Au creux des années 1960 allait surgir un groupe vocal atypique et performant, The Mamas and the Papas. L'histoire de la musique pop et folk n'a pas oublié ce quatuor-là qui a su si admirablement mettre en valeur les harmonies vocales.


PLANTONS LE DÉCOR

Apparus à l'automne 1965 dès leur premier album, The Mamas and the Papas vont se hisser aux premières places des charts avec des chansons servies par de splendides harmonies vocales. Composé de deux femmes et de deux hommes, Cass Elliott et Michelle Phillips, pour les Mamas, Denny Doherty et John Phillips, pour les Papas, le groupe va rencontrer le succès en interprétant des mélodies influencées par le folk. Ce choix musical peut se comprendre quand on sait que Cass Elliott et Denny Doherty avaient appartenu à différents ensembles de folk avant d'intégrer The Mamas and the Papas (The Journeymen, Big Three, avec Tim Rose, et Mugwumps, avec James Hendricks, le futur leader de Lamp Childhoodog).

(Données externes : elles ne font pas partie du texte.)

use quickfix_fixer_api::predicate::{ancestor_as, declaration_owner, fixes_from, parent_as};
use quickfix_fixer_api::{FixContext, FixFactory};
use quickfix_syntax::ast::{
    AstNode, CastExpression, PostfixExpression, Property, SafeQualifiedExpression, TypeReference,
};
use quickfix_syntax::{SyntaxKind, SyntaxNode};
use quickfix_types::diagnostic::{
    InapplicableLateinitModifier, RedundantNullable, UnnecessaryNotNullAssertion,
    UnnecessarySafeCall, UselessCast,
};
use quickfix_types::{FixAction, FixCommand};

/// `x as T` becomes `x`.
#[derive(Debug, Clone, Copy)]
pub struct RemoveUselessCastFix;

impl FixFactory<UselessCast> for RemoveUselessCastFix {
    fn key(&self) -> &'static str {
        "expression.remove_useless_cast"
    }

    fn create_fixes(&self, ctx: &FixContext<'_, UselessCast>) -> Vec<FixCommand> {
        fixes_from((|| {
            let cast: CastExpression<'_> = ancestor_as(ctx.anchor()?, false)?;
            let left = cast.left()?;
            Some(vec![FixCommand::new(
                self.key(),
                "Remove useless cast",
                FixAction::ReplaceWithChild {
                    node: cast.syntax().id(),
                    child: left.id(),
                },
            )])
        })())
    }
}

/// `x?.f()` becomes `x.f()` on a receiver that cannot be null.
#[derive(Debug, Clone, Copy)]
pub struct ReplaceWithDotCallFix;

impl FixFactory<UnnecessarySafeCall> for ReplaceWithDotCallFix {
    fn key(&self) -> &'static str {
        "expression.replace_with_dot_call"
    }

    fn create_fixes(&self, ctx: &FixContext<'_, UnnecessarySafeCall>) -> Vec<FixCommand> {
        fixes_from((|| {
            let anchor = ctx.anchor()?;
            let token = if anchor.is_token_with(SyntaxKind::Operator, "?.") {
                anchor
            } else {
                SafeQualifiedExpression::cast(anchor)?.operation_token()?
            };
            Some(vec![FixCommand::new(
                self.key(),
                "Replace with dot call",
                FixAction::ReplaceToken {
                    token: token.id(),
                    text: ".".to_string(),
                },
            )])
        })())
    }
}

/// `x!!` becomes `x`.
#[derive(Debug, Clone, Copy)]
pub struct RemoveNotNullAssertionFix;

impl FixFactory<UnnecessaryNotNullAssertion> for RemoveNotNullAssertionFix {
    fn key(&self) -> &'static str {
        "expression.remove_not_null_assertion"
    }

    fn create_fixes(&self, ctx: &FixContext<'_, UnnecessaryNotNullAssertion>) -> Vec<FixCommand> {
        fixes_from((|| {
            let anchor = ctx.anchor()?;
            let postfix = PostfixExpression::cast(anchor).or_else(|| parent_as(anchor))?;
            if !postfix.is_not_null_assertion() {
                return None;
            }
            let base = postfix.base()?;
            Some(vec![FixCommand::new(
                self.key(),
                "Remove '!!'",
                FixAction::ReplaceWithChild {
                    node: postfix.syntax().id(),
                    child: base.id(),
                },
            )])
        })())
    }
}

/// Drops the `?` of a nullable type.
#[derive(Debug, Clone, Copy)]
pub struct RemoveNullableFix;

impl RemoveNullableFix {
    const KEY: &'static str = "type.remove_nullable";

    fn fix_for(type_ref: TypeReference<'_>) -> Option<Vec<FixCommand>> {
        let question = type_ref.question_token()?;
        Some(vec![FixCommand::new(
            Self::KEY,
            format!("Change type to '{}'", type_ref.base_name()),
            FixAction::RemoveNode {
                node: question.id(),
            },
        )])
    }

    fn type_ref_at(anchor: SyntaxNode<'_>) -> Option<TypeReference<'_>> {
        TypeReference::cast(anchor).or_else(|| parent_as(anchor))
    }
}

impl FixFactory<RedundantNullable> for RemoveNullableFix {
    fn key(&self) -> &'static str {
        Self::KEY
    }

    fn create_fixes(&self, ctx: &FixContext<'_, RedundantNullable>) -> Vec<FixCommand> {
        fixes_from((|| Self::fix_for(Self::type_ref_at(ctx.anchor()?)?))())
    }
}

impl FixFactory<InapplicableLateinitModifier> for RemoveNullableFix {
    fn key(&self) -> &'static str {
        Self::KEY
    }

    fn create_fixes(&self, ctx: &FixContext<'_, InapplicableLateinitModifier>) -> Vec<FixCommand> {
        fixes_from((|| {
            let property = Property::cast(declaration_owner(ctx.anchor()?)?.syntax())?;
            Self::fix_for(property.type_reference()?)
        })())
    }
}

#[cfg(test)]
mod tests {
    use super::*;
    use pretty_assertions::assert_eq;
    use quickfix_syntax::{SyntaxTree, make};

    fn tree(expr: quickfix_syntax::GreenElement) -> SyntaxTree {
        SyntaxTree::from_green(&make::file(vec![expr])).unwrap()
    }

    #[test]
    fn cast_is_replaced_by_operand() {
        let t = tree(make::cast(make::name_ref("x"), "String"));
        let cast = t.nodes_of_kind(SyntaxKind::CastExpression).next().unwrap();
        let operand = t.nodes_of_kind(SyntaxKind::NameReference).next().unwrap();
        let d = UselessCast { anchor: cast.id() };
        let fixes = RemoveUselessCastFix.create_fixes(&FixContext::new(&t, &d));
        assert_eq!(
            fixes[0].action,
            FixAction::ReplaceWithChild {
                node: cast.id(),
                child: operand.id()
            }
        );
    }

    #[test]
    fn safe_call_token_becomes_dot() {
        let t = tree(make::safe_call(make::name_ref("x"), make::name_ref("length")));
        let token = t.find_token(SyntaxKind::Operator, "?.").unwrap();
        let d = UnnecessarySafeCall { anchor: token.id() };
        let fixes = ReplaceWithDotCallFix.create_fixes(&FixContext::new(&t, &d));
        assert_eq!(
            fixes[0].action,
            FixAction::ReplaceToken {
                token: token.id(),
                text: ".".to_string()
            }
        );
    }

    #[test]
    fn not_null_assertion_anchored_on_operator() {
        let t = tree(make::not_null(make::name_ref("x")));
        let bang = t.find_token(SyntaxKind::Operator, "!!").unwrap();
        let d = UnnecessaryNotNullAssertion { anchor: bang.id() };
        let fixes = RemoveNotNullAssertionFix.create_fixes(&FixContext::new(&t, &d));
        assert_eq!(fixes.len(), 1);
        assert_eq!(fixes[0].action.name(), "replace_with_child");
    }

    #[test]
    fn nullable_marker_is_removed_from_lateinit_property() {
        let t = tree(make::property(&["lateinit"], "var", "s", Some("String?"), None));
        let lateinit = t.find_token(SyntaxKind::ModifierKeyword, "lateinit").unwrap();
        let question = t.find_token(SyntaxKind::Operator, "?").unwrap();
        let d = InapplicableLateinitModifier {
            anchor: lateinit.id(),
        };
        let fixes = RemoveNullableFix.create_fixes(&FixContext::new(&t, &d));
        assert_eq!(fixes[0].title, "Change type to 'String'");
        assert_eq!(fixes[0].action, FixAction::RemoveNode { node: question.id() });

        let type_ref = t.nodes_of_kind(SyntaxKind::TypeReference).next().unwrap();
        let d = RedundantNullable {
            anchor: type_ref.id(),
        };
        assert_eq!(
            RemoveNullableFix.create_fixes(&FixContext::new(&t, &d)),
            fixes
        );
    }
}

La majorité des chansons de The Mamas and the Papas reflétaient parfaitement la fraîcheur et la joie de vivre californienne. La seule écoute de California Dreamin' suffit pour s'en convaincre. Le quatuor incarne parfaitement la vague hippie par leur marginalité et par la part non-négligeable que les quatre artistes ont occupé dans l'histoire de la musique pop. Par ailleurs, le groupe a ouvert une brèche dans l'art d'harmoniser les mélodies. Grâce au travail conduit par John Phillips, The Mamas and the Papas sont parvenus à obtenir un son identifiable et reconnaissable, ce qui leur a permis de fidéliser un public et d'inciter d'autres formations vocales à les imiter.

© CBS Television (wikimedia) - The Mamas and the Papas durant le show d'Ed Sullivan en juin 1967, avec de g. à dr. Michelle Phillips, Cass Elliot, Denny Doherty et John Phillips.


PORTRAITS EN DIAGONALE ET FORMATION DU GROUPE

John Philips est né dans une base militaire à Parris Island en Caroline du Sud, en 1935. Son père, un homme alcoolique et incontrôlable, est un officier dans la marine américaine. Pour son fils, il n'envisage que l'école militaire, mais l'expérience tourne vite au cauchemar pour John. Il se sent opprimé par l'éducation extrêmement stricte du lieu et n'éprouve qu'un désir : développer un tempérament de pacifiste tout en contenant la rage qui l'anime.

John Phillips, l'homme tourmenté, après un mariage désastreux avec une femme riche, du nom de Susan, rencontre Holly Michelle Gilliam qu'il épouse en 1962. Lui a 28 ans et elle 17. Michelle est la plus jeune du quatuor. Elle est née à Long Beach, en Californie. Sa mère est comptable et son père, un homme d'affaire. Elle traverse une partie de son enfance au Mexique et grandit au son de sa culture. Le couple va unir leur voix dans un premier groupe, The New Journeymen.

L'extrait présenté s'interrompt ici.